[Stored data entries]

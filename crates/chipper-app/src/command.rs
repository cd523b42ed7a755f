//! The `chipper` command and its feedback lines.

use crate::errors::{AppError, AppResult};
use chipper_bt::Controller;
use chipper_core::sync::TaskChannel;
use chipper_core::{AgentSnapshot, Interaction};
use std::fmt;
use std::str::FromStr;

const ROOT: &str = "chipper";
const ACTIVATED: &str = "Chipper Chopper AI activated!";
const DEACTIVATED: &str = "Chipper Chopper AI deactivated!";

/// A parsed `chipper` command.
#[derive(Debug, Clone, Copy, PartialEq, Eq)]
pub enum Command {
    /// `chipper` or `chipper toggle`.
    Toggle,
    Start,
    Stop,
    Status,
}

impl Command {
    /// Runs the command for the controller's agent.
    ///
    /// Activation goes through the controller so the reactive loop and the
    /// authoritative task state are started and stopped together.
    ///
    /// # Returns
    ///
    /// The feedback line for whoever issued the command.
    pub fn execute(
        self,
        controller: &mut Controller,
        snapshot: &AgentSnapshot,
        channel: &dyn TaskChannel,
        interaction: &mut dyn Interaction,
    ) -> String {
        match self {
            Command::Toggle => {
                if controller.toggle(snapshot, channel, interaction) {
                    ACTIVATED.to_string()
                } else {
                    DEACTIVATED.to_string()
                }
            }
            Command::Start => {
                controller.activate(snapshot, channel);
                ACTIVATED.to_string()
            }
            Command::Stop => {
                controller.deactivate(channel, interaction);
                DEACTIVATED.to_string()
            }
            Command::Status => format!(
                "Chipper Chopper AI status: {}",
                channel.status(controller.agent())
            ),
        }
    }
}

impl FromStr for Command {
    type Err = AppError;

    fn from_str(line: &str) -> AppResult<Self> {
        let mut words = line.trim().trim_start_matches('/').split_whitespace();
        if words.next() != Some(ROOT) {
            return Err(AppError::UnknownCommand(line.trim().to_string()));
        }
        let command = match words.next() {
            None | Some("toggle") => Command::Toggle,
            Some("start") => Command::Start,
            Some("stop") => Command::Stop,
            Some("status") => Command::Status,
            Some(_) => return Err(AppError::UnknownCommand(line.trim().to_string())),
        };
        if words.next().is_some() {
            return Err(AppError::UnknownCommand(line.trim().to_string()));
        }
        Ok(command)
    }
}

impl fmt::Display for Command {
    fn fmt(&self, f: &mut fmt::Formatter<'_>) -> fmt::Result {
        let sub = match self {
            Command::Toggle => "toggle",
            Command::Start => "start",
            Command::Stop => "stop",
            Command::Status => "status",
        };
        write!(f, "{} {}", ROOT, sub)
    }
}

DIRECTIONS — In the entries, find the line containing "controller.deactivate(channel, interaction);" and output it and all remaining lines exactly.

RESPONSE AREA —
                controller.deactivate(channel, interaction);
                DEACTIVATED.to_string()
            }
            Command::Status => format!(
                "Chipper Chopper AI status: {}",
                channel.status(controller.agent())
            ),
        }
    }
}

impl FromStr for Command {
    type Err = AppError;

    fn from_str(line: &str) -> AppResult<Self> {
        let mut words = line.trim().trim_start_matches('/').split_whitespace();
        if words.next() != Some(ROOT) {
            return Err(AppError::UnknownCommand(line.trim().to_string()));
        }
        let command = match words.next() {
            None | Some("toggle") => Command::Toggle,
            Some("start") => Command::Start,
            Some("stop") => Command::Stop,
            Some("status") => Command::Status,
            Some(_) => return Err(AppError::UnknownCommand(line.trim().to_string())),
        };
        if words.next().is_some() {
            return Err(AppError::UnknownCommand(line.trim().to_string()));
        }
        Ok(command)
    }
}

impl fmt::Display for Command {
    fn fmt(&self, f: &mut fmt::Formatter<'_>) -> fmt::Result {
        let sub = match self {
            Command::Toggle => "toggle",
            Command::Start => "start",
            Command::Stop => "stop",
            Command::Status => "status",
        };
        write!(f, "{} {}", ROOT, sub)
    }
}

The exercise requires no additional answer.